Action item
Find the line with "image or category" and the line with "pub fn find(id: ProductId)" in the entries below; output exactly those two lines, every line between them, and no others.

┌────────

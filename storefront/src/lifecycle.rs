//! The storefront session: cart, notifications, forms and orders composed
//! into one state machine.
//!
//! ```text
//! Browsing ──navigate──▶ Checkout ──valid details──▶ Payment ──valid payment──▶ Confirmed
//!    ▲          │ (empty cart)                                                      │
//!    │          ▼                                                                   │
//!    └──── CheckoutEmpty ◀── start shopping                 view orders ────────────┘
//! ```
//!
//! Cart actions are accepted on every screen. Anything else that does not
//! apply to the current screen is absorbed.

use crate::cart::{CartAction, CartLineItem, CartReducer, CartState};
use crate::checkout::{CheckoutDetails, CheckoutField};
use crate::environment::StorefrontEnvironment;
use crate::notification::{NotificationAction, NotificationReducer, NotificationState};
use crate::orders::{Order, OrderHistory, OrderId, OrderStatus};
use crate::payment::{PaymentField, PaymentFields};
use crate::types::Money;
use crate::validation::FieldErrors;
use serde::{Deserialize, Serialize};
use storefront_core::{
    SmallVec, async_effect,
    composition::{ScopedReducer, scope_reducer},
    effect::Effect,
    reducer::Reducer,
};

/// What the customer is looking at
#[derive(Clone, Debug, Default, PartialEq, Eq, Serialize, Deserialize)]
pub enum Screen {
    /// Product list
    #[default]
    Browsing,
    /// Checkout with nothing in the cart; only a way back
    CheckoutEmpty,
    /// Checkout form
    Checkout {
        /// Errors from the last submission
        errors: FieldErrors<CheckoutField>,
    },
    /// Payment form
    Payment {
        /// Details handed over by checkout
        details: CheckoutDetails,
        /// Cart as it was at hand-over, for the summary
        cart: Vec<CartLineItem>,
        /// Errors from the last submission
        errors: FieldErrors<PaymentField>,
    },
    /// Order placed
    Confirmed {
        /// Identifier to show
        order_id: OrderId,
    },
}

impl Screen {
    /// Short name for logs
    #[must_use]
    pub const fn name(&self) -> &'static str {
        match self {
            Self::Browsing => "browsing",
            Self::CheckoutEmpty => "checkout_empty",
            Self::Checkout { .. } => "checkout",
            Self::Payment { .. } => "payment",
            Self::Confirmed { .. } => "confirmed",
        }
    }
}

/// Session state
#[derive(Clone, Debug, Default, PartialEq, Eq, Serialize, Deserialize)]
pub struct StorefrontState {
    /// Cart Store
    pub cart: CartState,
    /// Notification Channel
    pub notification: NotificationState,
    /// Order Store
    pub orders: OrderHistory,
    /// Current screen
    pub screen: Screen,
}

impl StorefrontState {
    /// Empty cart, no orders, browsing
    #[must_use]
    pub fn new() -> Self {
        Self::default()
    }

    /// Count shown on the cart badge
    #[must_use]
    pub fn cart_badge(&self) -> u64 {
        self.cart.total_items()
    }

    /// Cart subtotal
    #[must_use]
    pub fn subtotal(&self) -> Money {
        self.cart.subtotal()
    }

    /// Whether navigating to checkout shows the form
    #[must_use]
    pub fn is_checkout_available(&self) -> bool {
        !self.cart.is_empty()
    }
}

/// Everything that can happen in a session
#[derive(Clone, Debug, PartialEq, Eq, Serialize, Deserialize)]
pub enum StorefrontAction {
    /// Cart mutation
    Cart(CartAction),
    /// Notification input
    Notification(NotificationAction),
    /// Open checkout
    NavigateToCheckout,
    /// Leave checkout for the product list
    StartShopping,
    /// Submit the checkout form
    SubmitCheckout(CheckoutDetails),
    /// Submit the payment form
    SubmitPayment(PaymentFields),
    /// Leave the confirmation for the product list
    ViewOrders,
    /// An order was placed; no state change
    OrderPlaced {
        /// New order
        order_id: OrderId,
        /// Its total
        total: Money,
    },
}

type CartScope = ScopedReducer<StorefrontState, StorefrontAction, StorefrontEnvironment, CartReducer>;
type NotificationScope =
    ScopedReducer<StorefrontState, StorefrontAction, StorefrontEnvironment, NotificationReducer>;

/// Root reducer for a storefront session
pub struct StorefrontReducer {
    cart: CartScope,
    notification: NotificationScope,
}

impl StorefrontReducer {
    /// Creates a new `StorefrontReducer`
    #[must_use]
    pub fn new() -> Self {
        Self {
            cart: scope_reducer(
                CartReducer::new(),
                |state: &mut StorefrontState| &mut state.cart,
                |action: StorefrontAction| match action {
                    StorefrontAction::Cart(action) => Some(action),
                    _ => None,
                },
                StorefrontAction::Cart,
                |_: &StorefrontEnvironment| &(),
            ),
            notification: scope_reducer(
                NotificationReducer::new(),
                |state: &mut StorefrontState| &mut state.notification,
                |action: StorefrontAction| match action {
                    StorefrontAction::Notification(action) => Some(action),
                    _ => None,
                },
                StorefrontAction::Notification,
                |env: &StorefrontEnvironment| &env.config,
            ),
        }
    }

    fn on_cart(
        &self,
        state: &mut StorefrontState,
        action: CartAction,
        env: &StorefrontEnvironment,
    ) -> SmallVec<[Effect<StorefrontAction>; 4]> {
        let added = match &action {
            CartAction::AddToCart(product) => Some(format!("{} added to cart!", product.title)),
            _ => None,
        };

        let mut effects = self.cart.reduce_child(state, action, env);
        if state.cart.is_empty() && matches!(state.screen, Screen::Checkout { .. }) {
            tracing::debug!("Cart emptied during checkout");
            state.screen = Screen::CheckoutEmpty;
        }
        if let Some(message) = added {
            effects.extend(self.notification.reduce_child(
                state,
                NotificationAction::success(message),
                env,
            ));
        }
        effects
    }

    fn submit_checkout(state: &mut StorefrontState, details: CheckoutDetails) {
        if !matches!(state.screen, Screen::Checkout { .. }) {
            tracing::debug!(screen = state.screen.name(), "Ignoring checkout submission");
            return;
        }

        if state.cart.is_empty() {
            state.screen = Screen::CheckoutEmpty;
            return;
        }

        let details = details.normalized();
        let errors = details.validate();
        if errors.is_empty() {
            state.screen = Screen::Payment {
                details,
                cart: state.cart.snapshot(),
                errors: FieldErrors::new(),
            };
        } else {
            metrics::counter!("storefront_validation_failures_total", "form" => "checkout")
                .increment(1);
            tracing::debug!(rejected = errors.len(), "Checkout details rejected");
            state.screen = Screen::Checkout { errors };
        }
    }

    fn submit_payment(
        &self,
        state: &mut StorefrontState,
        fields: PaymentFields,
        env: &StorefrontEnvironment,
    ) -> SmallVec<[Effect<StorefrontAction>; 4]> {
        let Screen::Payment { details, .. } = &state.screen else {
            tracing::debug!(screen = state.screen.name(), "Ignoring payment submission");
            return SmallVec::new();
        };
        let customer = details.clone();

        let errors = fields.validate();
        if !errors.is_empty() {
            metrics::counter!("storefront_validation_failures_total", "form" => "payment")
                .increment(1);
            tracing::debug!(rejected = errors.len(), "Payment rejected");
            if let Screen::Payment { errors: shown, .. } = &mut state.screen {
                *shown = errors;
            }
            return SmallVec::new();
        }

        if state.cart.is_empty() {
            state.screen = Screen::CheckoutEmpty;
            return self
                .notification
                .reduce_child(state, NotificationAction::error("Your cart is empty"), env);
        }

        // Validation passed: everything below is one commit
        let order = Order {
            id: next_order_id(&state.orders, env),
            items: state.cart.snapshot(),
            total: state.cart.subtotal(),
            status: OrderStatus::Pending,
            created_at: env.clock.now(),
            customer,
            country: fields.country.trim().to_string(),
        };
        let order_id = order.id.clone();
        let total = order.total;

        state.orders.add_order(order);
        let mut effects = self.cart.reduce_child(state, CartAction::ClearCart, env);
        state.screen = Screen::Confirmed {
            order_id: order_id.clone(),
        };

        metrics::counter!("storefront_orders_placed_total").increment(1);
        tracing::info!(%order_id, %total, "Order placed");

        effects.push(async_effect! {
            Some(StorefrontAction::OrderPlaced { order_id, total })
        });
        effects
    }
}

impl Default for StorefrontReducer {
    fn default() -> Self {
        Self::new()
    }
}

/// Draw ids until one is not already in the history.
///
/// After `id_retry_limit` repeats the last draw is suffixed with a counter.
fn next_order_id(orders: &OrderHistory, env: &StorefrontEnvironment) -> OrderId {
    let mut candidate = OrderId::new(env.ids.next_id());
    for _ in 0..env.config.id_retry_limit {
        if !orders.contains(&candidate) {
            return candidate;
        }
        tracing::warn!(%candidate, "Generated order id already used, drawing again");
        candidate = OrderId::new(env.ids.next_id());
    }

    let base = candidate;
    let mut suffix = 1_u32;
    let mut candidate = base.clone();
    while orders.contains(&candidate) {
        suffix += 1;
        candidate = OrderId::new(format!("{base}-{suffix}"));
    }
    candidate
}

impl Reducer for StorefrontReducer {
    type State = StorefrontState;
    type Action = StorefrontAction;
    type Environment = StorefrontEnvironment;

    fn reduce(
        &self,
        state: &mut Self::State,
        action: Self::Action,
        env: &Self::Environment,
    ) -> SmallVec<[Effect<Self::Action>; 4]> {
        match action {
            StorefrontAction::Cart(action) => self.on_cart(state, action, env),

            action @ StorefrontAction::Notification(_) => {
                self.notification.reduce(state, action, env)
            },

            StorefrontAction::NavigateToCheckout => {
                state.screen = if state.is_checkout_available() {
                    Screen::Checkout {
                        errors: FieldErrors::new(),
                    }
                } else {
                    Screen::CheckoutEmpty
                };
                SmallVec::new()
            },

            StorefrontAction::StartShopping => {
                if matches!(state.screen, Screen::CheckoutEmpty | Screen::Checkout { .. }) {
                    state.screen = Screen::Browsing;
                } else {
                    tracing::debug!(screen = state.screen.name(), "Ignoring start shopping");
                }
                SmallVec::new()
            },

            StorefrontAction::SubmitCheckout(details) => {
                Self::submit_checkout(state, details);
                SmallVec::new()
            },

            StorefrontAction::SubmitPayment(fields) => self.submit_payment(state, fields, env),

            StorefrontAction::ViewOrders => {
                if matches!(state.screen, Screen::Confirmed { .. }) {
                    state.screen = Screen::Browsing;
                } else {
                    tracing::debug!(screen = state.screen.name(), "Ignoring view orders");
                }
                SmallVec::new()
            },

            StorefrontAction::OrderPlaced { .. } => SmallVec::new(),
        }
    }
}
//! Injected dependencies for the storefront reducer.

use crate::config::StorefrontConfig;
use std::sync::Arc;
use storefront_core::environment::{Clock, IdGenerator, RandomIdGenerator, SystemClock};

/// Environment dependencies for the storefront reducer
#[derive(Clone)]
pub struct StorefrontEnvironment {
    /// Timestamps for placed orders
    pub clock: Arc<dyn Clock>,
    /// Order identifiers
    pub ids: Arc<dyn IdGenerator>,
    /// Settings
    pub config: StorefrontConfig,
}

impl StorefrontEnvironment {
    /// Creates a new `StorefrontEnvironment`
    #[must_use]
    pub fn new(clock: Arc<dyn Clock>, ids: Arc<dyn IdGenerator>, config: StorefrontConfig) -> Self {
        Self { clock, ids, config }
    }

    /// System clock and random base-36 order ids sized by `config`
    #[must_use]
    pub fn production(config: StorefrontConfig) -> Self {
        let ids = RandomIdGenerator::new(config.order_id_length);
        Self::new(Arc::new(SystemClock), Arc::new(ids), config)
    }
}

impl std::fmt::Debug for StorefrontEnvironment {
    fn fmt(&self, f: &mut std::fmt::Formatter<'_>) -> std::fmt::Result {
        f.debug_struct("StorefrontEnvironment")
            .field("config", &self.config)
            .finish_non_exhaustive()
    }
}
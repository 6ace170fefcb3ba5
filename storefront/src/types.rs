//! Catalog-facing value types.
//!
//! Products come from an external catalog and are treated as immutable
//! records. Prices are held in minor units so totals never drift.

use serde::{Deserialize, Serialize};
use std::fmt;
use std::iter::Sum;
use std::ops::{Add, Mul};

/// Unique identifier for a product
#[derive(Clone, Copy, Debug, PartialEq, Eq, Hash, PartialOrd, Ord, Serialize, Deserialize)]
pub struct ProductId(u64);

impl ProductId {
    /// Creates a new `ProductId`
    #[must_use]
    pub const fn new(id: u64) -> Self {
        Self(id)
    }

    /// Returns the raw identifier
    #[must_use]
    pub const fn get(self) -> u64 {
        self.0
    }
}

impl fmt::Display for ProductId {
    fn fmt(&self, f: &mut fmt::Formatter<'_>) -> fmt::Result {
        write!(f, "{}", self.0)
    }
}

/// Non-negative money amount in cents
///
/// Arithmetic saturates instead of wrapping.
#[derive(
    Copy, Clone, Debug, Default, PartialEq, Eq, PartialOrd, Ord, Hash, Serialize, Deserialize,
)]
pub struct Money(u64);

impl Money {
    /// Zero
    pub const ZERO: Self = Self(0);

    /// Creates a money amount from cents
    #[must_use]
    pub const fn from_cents(cents: u64) -> Self {
        Self(cents)
    }

    /// Creates a money amount from whole currency units
    #[must_use]
    pub const fn from_units(units: u64) -> Self {
        Self(units.saturating_mul(100))
    }

    /// Returns the value in cents
    #[must_use]
    pub const fn cents(self) -> u64 {
        self.0
    }

    /// Formats the amount followed by a currency symbol, e.g. `1701.00 ₺`
    #[must_use]
    pub fn display_with(self, symbol: &str) -> String {
        format!("{self} {symbol}")
    }
}

impl fmt::Display for Money {
    fn fmt(&self, f: &mut fmt::Formatter<'_>) -> fmt::Result {
        write!(f, "{}.{:02}", self.0 / 100, self.0 % 100)
    }
}

impl Add for Money {
    type Output = Self;

    fn add(self, rhs: Self) -> Self {
        Self(self.0.saturating_add(rhs.0))
    }
}

impl Mul<u32> for Money {
    type Output = Self;

    fn mul(self, quantity: u32) -> Self {
        Self(self.0.saturating_mul(u64::from(quantity)))
    }
}

impl Sum for Money {
    fn sum<I: Iterator<Item = Self>>(iter: I) -> Self {
        iter.fold(Self::ZERO, Add::add)
    }
}

/// A product as supplied by the catalog
#[derive(Clone, Debug, PartialEq, Eq, Serialize, Deserialize)]
pub struct Product {
    /// Unique identifier
    pub id: ProductId,
    /// Display title
    pub title: String,
    /// Unit price
    pub price: Money,
    /// Image reference (URL or asset path)
    pub image: String,
    /// Catalog category
    pub category: String,
}

impl Product {
    /// Creates a product with no image or category
    #[must_use]
    pub fn new(id: ProductId, title: impl Into<String>, price: Money) -> Self {
        Self {
            id,
            title: title.into(),
            price,
            image: String::new(),
            category: String::new(),
        }
    }

    /// Sets the image reference
    #[must_use]
    pub fn with_image(mut self, image: impl Into<String>) -> Self {
        self.image = image.into();
        self
    }

    /// Sets the category
    #[must_use]
    pub fn with_category(mut self, category: impl Into<String>) -> Self {
        self.category = category.into();
        self
    }
}
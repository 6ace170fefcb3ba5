//! A small fixed catalog for the demo binary and tests.
//!
//! Real sessions receive products from the catalog service.

use crate::types::{Money, Product, ProductId};

/// Products in display order
#[must_use]
pub fn demo_catalog() -> Vec<Product> {
    vec![
        Product::new(ProductId::new(1), "MacBook Pro", Money::from_units(1701))
            .with_category("laptops")
            .with_image("https://cdn.dummyjson.com/product-images/6/thumbnail.png"),
        Product::new(ProductId::new(2), "iPhone 9", Money::from_units(549))
            .with_category("smartphones")
            .with_image("https://cdn.dummyjson.com/product-images/1/thumbnail.jpg"),
        Product::new(ProductId::new(3), "Phone Case", Money::from_units(45))
            .with_category("accessories"),
        Product::new(ProductId::new(4), "Samsung Universe 9", Money::from_units(1249))
            .with_category("smartphones"),
    ]
}

/// Look up a demo product
#[must_use]
pub fn find(id: ProductId) -> Option<Product> {
    demo_catalog().into_iter().find(|product| product.id == id)
}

└────────

Answer for this exercise
    /// Creates a product with no image or category
    #[must_use]
    pub fn new(id: ProductId, title: impl Into<String>, price: Money) -> Self {
        Self {
            id,
            title: title.into(),
            price,
            image: String::new(),
            category: String::new(),
        }
    }

    /// Sets the image reference
    #[must_use]
    pub fn with_image(mut self, image: impl Into<String>) -> Self {
        self.image = image.into();
        self
    }

    /// Sets the category
    #[must_use]
    pub fn with_category(mut self, category: impl Into<String>) -> Self {
        self.category = category.into();
        self
    }
}
repository 6ace170fefcb3ba5
//! A small fixed catalog for the demo binary and tests.
//!
//! Real sessions receive products from the catalog service.

use crate::types::{Money, Product, ProductId};

/// Products in display order
#[must_use]
pub fn demo_catalog() -> Vec<Product> {
    vec![
        Product::new(ProductId::new(1), "MacBook Pro", Money::from_units(1701))
            .with_category("laptops")
            .with_image("https://cdn.dummyjson.com/product-images/6/thumbnail.png"),
        Product::new(ProductId::new(2), "iPhone 9", Money::from_units(549))
            .with_category("smartphones")
            .with_image("https://cdn.dummyjson.com/product-images/1/thumbnail.jpg"),
        Product::new(ProductId::new(3), "Phone Case", Money::from_units(45))
            .with_category("accessories"),
        Product::new(ProductId::new(4), "Samsung Universe 9", Money::from_units(1249))
            .with_category("smartphones"),
    ]
}

/// Look up a demo product
#[must_use]
pub fn find(id: ProductId) -> Option<Product> {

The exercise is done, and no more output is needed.